## PROBLEM TO SOLVE
Check every line of the entries below for the word "headers", and copy the ones that have it.

Collected data entries:
use async_trait::async_trait;
use futures::StreamExt;
use parking_lot::RwLock;
use serde_json::{json, Value};
use serenity::model::id::{ChannelId, GuildId, UserId};
use songbird::Songbird;
use std::sync::Arc;
use std::time::Duration;
use tokio::sync::mpsc;
use tokio::task::JoinHandle;
use tokio_tungstenite::tungstenite::client::IntoClientRequest;
use tokio_tungstenite::tungstenite::http::HeaderValue;
use tokio_tungstenite::tungstenite::protocol::Message;
use tokio_tungstenite::connect_async;
use tokio_util::sync::CancellationToken;
use tracing::{debug, error, info, warn};

use crate::audio::track::TrackDescriptor;
use crate::config::Config;
use crate::error::NodeError;
use crate::node::{AudioNode, NodeEvent, TrackEndReason};

const CLIENT_NAME: &str = concat!("hydra-music/", env!("CARGO_PKG_VERSION"));

/// Cliente de un nodo Lavalink v4.
///
/// Las directivas van por REST; los eventos llegan por websocket y se publican
/// en el canal devuelto por [`LavalinkNode::new`]. La señalización de voz la
/// hace songbird (solo gateway) y se reenvía al nodo.
pub struct LavalinkNode {
    http: reqwest::Client,
    rest_url: String,
    ws_url: String,
    password: String,
    reconnect_delay: Duration,
    session_id: RwLock<Option<String>>,
    voice: Arc<Songbird>,
    events: mpsc::UnboundedSender<NodeEvent>,
}

impl LavalinkNode {
    pub fn new(config: &Config, voice: Arc<Songbird>) -> (Arc<Self>, mpsc::UnboundedReceiver<NodeEvent>) {
        let (events, rx) = mpsc::unbounded_channel();

        info!("🎼 Configurando Lavalink en {}", config.lavalink_rest_url());

        let node = Arc::new(Self {
            http: reqwest::Client::new(),
            rest_url: config.lavalink_rest_url(),
            ws_url: config.lavalink_ws_url(),
            password: config.lavalink_password.clone(),
            reconnect_delay: config.node_reconnect_delay(),
            session_id: RwLock::new(None),
            voice,
            events,
        });

        (node, rx)
    }

    /// Lanza el lazo del websocket con reconexión hasta el shutdown
    pub fn spawn_event_loop(self: &Arc<Self>, user_id: UserId, shutdown: CancellationToken) -> JoinHandle<()> {
        let node = Arc::clone(self);
        tokio::spawn(async move { node.run_events(user_id, shutdown).await })
    }

    async fn run_events(self: Arc<Self>, user_id: UserId, shutdown: CancellationToken) {
        loop {
            tokio::select! {
                _ = shutdown.cancelled() => break,
                result = self.listen_once(user_id) => {
                    self.session_id.write().take();
                    let event = match result {
                        Ok(()) => NodeEvent::NodeDisconnect { reason: "websocket closed".to_string() },
                        Err(e) => NodeEvent::NodeError { message: e.to_string() },
                    };
                    self.emit(event);
                }
            }

            tokio::select! {
                _ = shutdown.cancelled() => break,
                _ = tokio::time::sleep(self.reconnect_delay) => {
                    info!("🔄 Reconectando al nodo Lavalink...");
                }
            }
        }

        info!("Lazo de eventos de Lavalink terminado");
    }

    async fn listen_once(&self, user_id: UserId) -> Result<(), NodeError> {
        let mut request = self
            .ws_url
            .as_str()
            .into_client_request()
            .map_err(|e| NodeError::Protocol(e.to_string()))?;
        let headers = request.headers_mut();
        headers.insert("Authorization", header_value(&self.password)?);
        headers.insert("User-Id", header_value(&user_id.to_string())?);
        headers.insert("Client-Name", HeaderValue::from_static(CLIENT_NAME));

        let (mut stream, _response) = connect_async(request)
            .await
            .map_err(|e| NodeError::Protocol(format!("websocket connect failed: {}", e)))?;
        info!("✅ Websocket de Lavalink conectado: {}", self.ws_url);

        while let Some(message) = stream.next().await {
            match message.map_err(|e| NodeError::Protocol(e.to_string()))? {
                Message::Text(text) => self.handle_ws_text(text.as_str()),
                Message::Close(frame) => {
                    warn!("🔌 Lavalink cerró el websocket: {:?}", frame);
                    break;
                }
                // ping/pong los responde tungstenite
                _ => {}
            }
        }

        Ok(())
    }

    fn handle_ws_text(&self, text: &str) {
        match parse_ws_message(text) {
            Ok(Some(event)) => {
                if let NodeEvent::NodeConnect { session_id, .. } = &event {
                    *self.session_id.write() = Some(session_id.clone());
                }
                self.emit(event);
            }
            Ok(None) => {}
            Err(e) => warn!("Mensaje de Lavalink no reconocido ({}): {}", e, text),
        }
    }

    fn emit(&self, event: NodeEvent) {
        if self.events.send(event).is_err() {
            debug!("Nadie escucha eventos del nodo");
        }
    }

    fn session_id(&self) -> Result<String, NodeError> {
        self.session_id.read().clone().ok_or(NodeError::NotReady)
    }

    #[cfg(test)]
    pub(crate) fn set_session_id(&self, session_id: &str) {
        *self.session_id.write() = Some(session_id.to_string());
    }

    fn player_url(&self, guild_id: GuildId) -> Result<String, NodeError> {
        Ok(format!(
            "{}/v4/sessions/{}/players/{}",
            self.rest_url,
            self.session_id()?,
            guild_id
        ))
    }

    async fn update_player(&self, guild_id: GuildId, body: Value) -> Result<(), NodeError> {
        let url = self.player_url(guild_id)?;
        debug!("PATCH {} {}", url, body);

        let response = self
            .http
            .patch(&url)
            .header("Authorization", &self.password)
            .json(&body)
            .send()
            .await?;
        check_status(response).await?;
        Ok(())
    }

    /// Versión del nodo (usada por `--health-check`)
    pub async fn version(&self) -> Result<String, NodeError> {
        let response = self
            .http
            .get(format!("{}/version", self.rest_url))
            .header("Authorization", &self.password)
            .send()
            .await?;
        Ok(check_status(response).await?.text().await?)
    }
}

fn header_value(raw: &str) -> Result<HeaderValue, NodeError> {
    HeaderValue::from_str(raw).map_err(|e| NodeError::Protocol(format!("invalid header value: {}", e)))
}

async fn check_status(response: reqwest::Response) -> Result<reqwest::Response, NodeError> {
    let status = response.status();
    if status.is_success() {
        return Ok(response);
    }
    let body = response.text().await.unwrap_or_default();
    Err(NodeError::Status {
        status: status.as_u16(),
        body,
    })
}

#[async_trait]
impl AudioNode for LavalinkNode {
    async fn connect(&self, guild_id: GuildId, channel_id: ChannelId) -> Result<(), NodeError> {
        // Sin sesión del nodo no tiene sentido unirse al canal
        self.session_id()?;

        let (info, _call) = self
            .voice
            .join_gateway(guild_id, channel_id)
            .await
            .map_err(|e| NodeError::Voice(e.to_string()))?;

        self.update_player(
            guild_id,
            json!({
                "voice": {
                    "token": info.token,
                    "endpoint": info.endpoint,
                    "sessionId": info.session_id,
                }
            }),
        )
        .await?;

        info!("Conectado al canal {} en guild {}", channel_id, guild_id);
        Ok(())
    }

    async fn disconnect(&self, guild_id: GuildId) -> Result<(), NodeError> {
        if let Err(e) = self.voice.remove(guild_id).await {
            debug!("Songbird no tenía llamada en guild {}: {}", guild_id, e);
        }

        let url = self.player_url(guild_id)?;
        let response = self
            .http
            .delete(&url)
            .header("Authorization", &self.password)
            .send()
            .await?;

        // 404: el nodo ya no tenía player
        if response.status() != reqwest::StatusCode::NOT_FOUND {
            check_status(response).await?;
        }

        info!("Desconectado del guild {}", guild_id);
        Ok(())
    }

    async fn load_tracks(&self, identifier: &str) -> Result<Value, NodeError> {
        let url = format!(
            "{}/v4/loadtracks?identifier={}",
            self.rest_url,
            urlencoding::encode(identifier)
        );

        let response = self
            .http
            .get(&url)
            .header("Authorization", &self.password)
            .send()
            .await?;

        let value = check_status(response).await?.json::<Value>().await.map_err(|e| {
            error!("Respuesta inválida del cargador de Lavalink: {}", e);
            NodeError::Protocol(e.to_string())
        })?;
        Ok(value)
    }

    async fn play(&self, guild_id: GuildId, handle: &str) -> Result<(), NodeError> {
        self.update_player(guild_id, json!({ "track": { "encoded": handle } })).await
    }

    async fn stop_current(&self, guild_id: GuildId) -> Result<(), NodeError> {
        self.update_player(guild_id, json!({ "track": { "encoded": null } })).await
    }

    async fn set_volume(&self, guild_id: GuildId, percent: u8) -> Result<(), NodeError> {
        self.update_player(guild_id, json!({ "volume": percent })).await
    }

    async fn set_paused(&self, guild_id: GuildId, paused: bool) -> Result<(), NodeError> {
        self.update_player(guild_id, json!({ "paused": paused })).await
    }
}

/// Traduce un frame del websocket; `Ok(None)` para ops sin interés.
pub(crate) fn parse_ws_message(text: &str) -> Result<Option<NodeEvent>, String> {
    let value: Value = serde_json::from_str(text).map_err(|e| e.to_string())?;
    let op = str_field(&value, "op")?;

    match op {
        "ready" => Ok(Some(NodeEvent::NodeConnect {
            session_id: str_field(&value, "sessionId")?.to_string(),
            resumed: value.get("resumed").and_then(Value::as_bool).unwrap_or(false),
        })),
        "event" => parse_event(&value).map(Some),
        "playerUpdate" | "stats" => Ok(None),
        other => {
            debug!("Op de Lavalink ignorado: {}", other);
            Ok(None)
        }
    }
}

fn parse_event(value: &Value) -> Result<NodeEvent, String> {
    let guild_id = str_field(value, "guildId")?
        .parse::<u64>()
        .ok()
        .filter(|id| *id != 0)
        .map(GuildId::new)
        .ok_or_else(|| "invalid guildId".to_string())?;

    let track = || -> Result<TrackDescriptor, String> {
        let raw = value.get("track").ok_or_else(|| "missing track".to_string())?;
        TrackDescriptor::from_node_json(raw)
    };

    match str_field(value, "type")? {
        "TrackStartEvent" => Ok(NodeEvent::TrackStart { guild_id, track: track()? }),
        "TrackEndEvent" => {
            let raw_reason = str_field(value, "reason")?;
            let reason = TrackEndReason::parse(raw_reason)
                .ok_or_else(|| format!("unknown end reason '{}'", raw_reason))?;
            Ok(NodeEvent::TrackEnd { guild_id, track: track()?, reason })
        }
        "TrackExceptionEvent" => {
            let message = value
                .get("exception")
                .and_then(|e| e.get("message"))
                .and_then(Value::as_str)
                .unwrap_or("unknown playback error")
                .to_string();
            Ok(NodeEvent::TrackException { guild_id, track: track()?, message })
        }
        "TrackStuckEvent" => Ok(NodeEvent::TrackStuck {
            guild_id,
            track: track()?,
            threshold_ms: value.get("thresholdMs").and_then(Value::as_u64).unwrap_or(0),
        }),
        "WebSocketClosedEvent" => Ok(NodeEvent::VoiceClosed {
            guild_id,
            code: value
                .get("code")
                .and_then(Value::as_u64)
                .and_then(|c| u16::try_from(c).ok())
                .unwrap_or(0),
            reason: value.get("reason").and_then(Value::as_str).unwrap_or_default().to_string(),
        }),
        other => Err(format!("unknown event type '{}'", other)),
    }
}

fn str_field<'a>(value: &'a Value, field: &str) -> Result<&'a str, String> {
    value
        .get(field)
        .and_then(Value::as_str)
        .ok_or_else(|| format!("missing {}", field))
}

## ANSWER TO THIS TASK
        let headers = request.headers_mut();
        headers.insert("Authorization", header_value(&self.password)?);
        headers.insert("User-Id", header_value(&user_id.to_string())?);
        headers.insert("Client-Name", HeaderValue::from_static(CLIENT_NAME));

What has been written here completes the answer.